§ Data for processing
//! # Belfry Audio Player (belfry-ap)
//!
//! Facility audio-cue daemon: a weekly schedule automaton drives bells,
//! announcements and break music through a three-lane priority arbiter
//! (bell > announcement > music), with a separate manually-operated player
//! and an HTTP/SSE control interface.

pub mod api;
pub mod app;
pub mod audio;
pub mod player;
pub mod scheduler;
pub mod services;
pub mod tts;

pub use app::{App, AppBackends};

§ Task instructions
Starting from the line that contains "separate manually-operated player", transcribe each line to the end of the records above. Please add nothing.

§ Exercise solution
//! (bell > announcement > music), with a separate manually-operated player
//! and an HTTP/SSE control interface.

pub mod api;
pub mod app;
pub mod audio;
pub mod player;
pub mod scheduler;
pub mod services;
pub mod tts;

pub use app::{App, AppBackends};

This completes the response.